Treason – not racism – is the only legitimate reason to pull down a statue

Donald Trump has a point when he asks, with respect to the tearing down of Confederate statues: ‘Is it George Washington next? You have to ask yourself, where does it stop?’.

The reason he has a point is the rationale being advanced by many advocates for removing such monuments: that the individuals depicted were racist or, in some cases, slaveholders. ‘Robert E. Lee and Stonewall Jackson will be removed from the CUNY hall of great Americans because New York stands against racism,’ New York Governor Andrew Cuomo tweeted. ‘Confederate statues are all about racism,’ declares Kevin Drum of Mother Jones. Karen L. Cox, professor of history at the University of North Carolina, insists that, ‘The whole point of Confederate monuments is to celebrate white supremacy.’ 

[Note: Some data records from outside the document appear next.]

//! Whole-file parsing through the public parser interface

use conflux_core::ast::{Decl, ExprKind, Stmt};
use conflux_core::FileSet;
use conflux_parser::{ConfluxParser, ParserError, SourceParser};
use pretty_assertions::assert_eq;

const LIB: &str = r#"// Package lib exposes a greeting.
package lib

import (
    "strs"
    f "fmt"
)

const Answer = 40 + 2
var greeting string = "hello"

func Greet(name string) string {
    var sep = ", "
    return strs.Join(greeting, sep) + name
}

func Log(msg string) {
    f.Print(msg)
    return
}
"#;

#[test]
fn test_parse_package_imports_and_decls() -> Result<(), Box<dyn std::error::Error>> {
    let fset = FileSet::new();
    let file = ConfluxParser::new().parse_file(&fset, "lib.cfx", LIB)?;

    assert_eq!(file.package_name(), "lib");
    assert_eq!(file.import_paths().collect::<Vec<_>>(), vec!["strs", "fmt"]);
    assert_eq!(
        file.imports[1].alias.as_ref().map(|a| a.name.as_str()),
        Some("f")
    );

    let names: Vec<_> = file.decls.iter().map(|d| d.name().name.as_str()).collect();
    assert_eq!(names, vec!["Answer", "greeting", "Greet", "Log"]);

    let Decl::Func(greet) = &file.decls[2] else {
        panic!("expected func decl");
    };
    assert_eq!(greet.params.len(), 1);
    assert_eq!(greet.result.as_ref().map(|t| t.name.name.as_str()), Some("string"));
    assert_eq!(greet.body.stmts.len(), 2);
    assert!(matches!(greet.body.stmts[0], Stmt::Var(_)));

    let Decl::Func(log) = &file.decls[3] else {
        panic!("expected func decl");
    };
    assert!(log.result.is_none());
    match &log.body.stmts[..] {
        [Stmt::Expr(call), Stmt::Return { value: None, .. }] => {
            assert!(matches!(call.kind, ExprKind::Call { .. }));
        }
        other => panic!("unexpected statements: {:?}", other),
    }

    let pos = fset.position(file.decls[0].pos())?;
    assert_eq!(pos.to_string(), "lib.cfx:9:1");
    Ok(())
}

#[test]
fn test_bare_return_before_next_statement() -> Result<(), Box<dyn std::error::Error>> {
    let src = "package p\nfunc F() {\n    return\n}\nfunc G() int { return 1 }\n";
    let fset = FileSet::new();
    let file = ConfluxParser::new().parse_file(&fset, "p.cfx", src)?;
    assert_eq!(file.decls.len(), 2);
    Ok(())
}

#[test]
fn test_missing_package_clause() {
    let fset = FileSet::new();
    let err = ConfluxParser::new()
        .parse_file(&fset, "x.cfx", "import \"fmt\"")
        .unwrap_err();
    assert!(matches!(err, ParserError::Syntax { .. }));
    assert_eq!(
        err.to_string(),
        "x.cfx:1:1: expected 'package', found 'import'"
    );
}

#[test]
fn test_late_import_is_rejected() {
    let fset = FileSet::new();
    let err = ConfluxParser::new()
        .parse_file(&fset, "x.cfx", "package x\nconst A = 1\nimport \"fmt\"\n")
        .unwrap_err();
    assert!(err.to_string().contains("imports must appear before"));
}

#[test]
fn test_lex_error_reports_position() {
    let fset = FileSet::new();
    let err = ConfluxParser::new()
        .parse_file(&fset, "x.cfx", "package x\nconst A = 1 # 2\n")
        .unwrap_err();
    assert_eq!(err.position().map(|p| (p.line, p.column)), Some((2, 13)));
}

#[test]
fn test_files_share_one_file_set() -> Result<(), Box<dyn std::error::Error>> {
    let fset = FileSet::new();
    let parser = ConfluxParser::new();
    let a = parser.parse_file(&fset, "a.cfx", "package p\nconst A = 1\n")?;
    let b = parser.parse_file(&fset, "b.cfx", "package p\nconst B = A\n")?;

    assert_eq!(fset.file_count(), 2);
    assert_ne!(a.decls[0].name().id, b.decls[0].name().id);
    assert_eq!(fset.file(b.pos).map(|f| f.name().to_string()).as_deref(), Some("b.cfx"));
    Ok(())
}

Well, not the whole point. For it’s more than anti-black racism that inspired the erection of so many statues and monuments memorialising the Confederacy, the vast majority of which were built many decades after slavery was outlawed. Sympathy for treason against the United States, which is what the Civil War (or War of Southern Aggression, as I like to call it) ultimately amounted to, was another motivating factor. And treason, not racism, must be the criteria by which we determine whether to remove statues, monuments and other insignia from public property.

To use any other benchmark – like the attitudes held by historical figures, or even whether they owned slaves – is to fall victim to a dangerous presentism that would effectively stigmatise each and every American of note from the founding of the United States up until the 1990s (and in some cases the current day) as beyond the moral pale. Yes, Washington and Thomas Jefferson owned slaves. But they also laid the foundations for a democratic republican form of government – theretofore unknown to humankind – which provided the tools for the eventual freedom of those slaves.

It would take several generations before the declaration that ‘All men are created equal’ would be fully realised to include blacks (and several more generations until it encompassed women).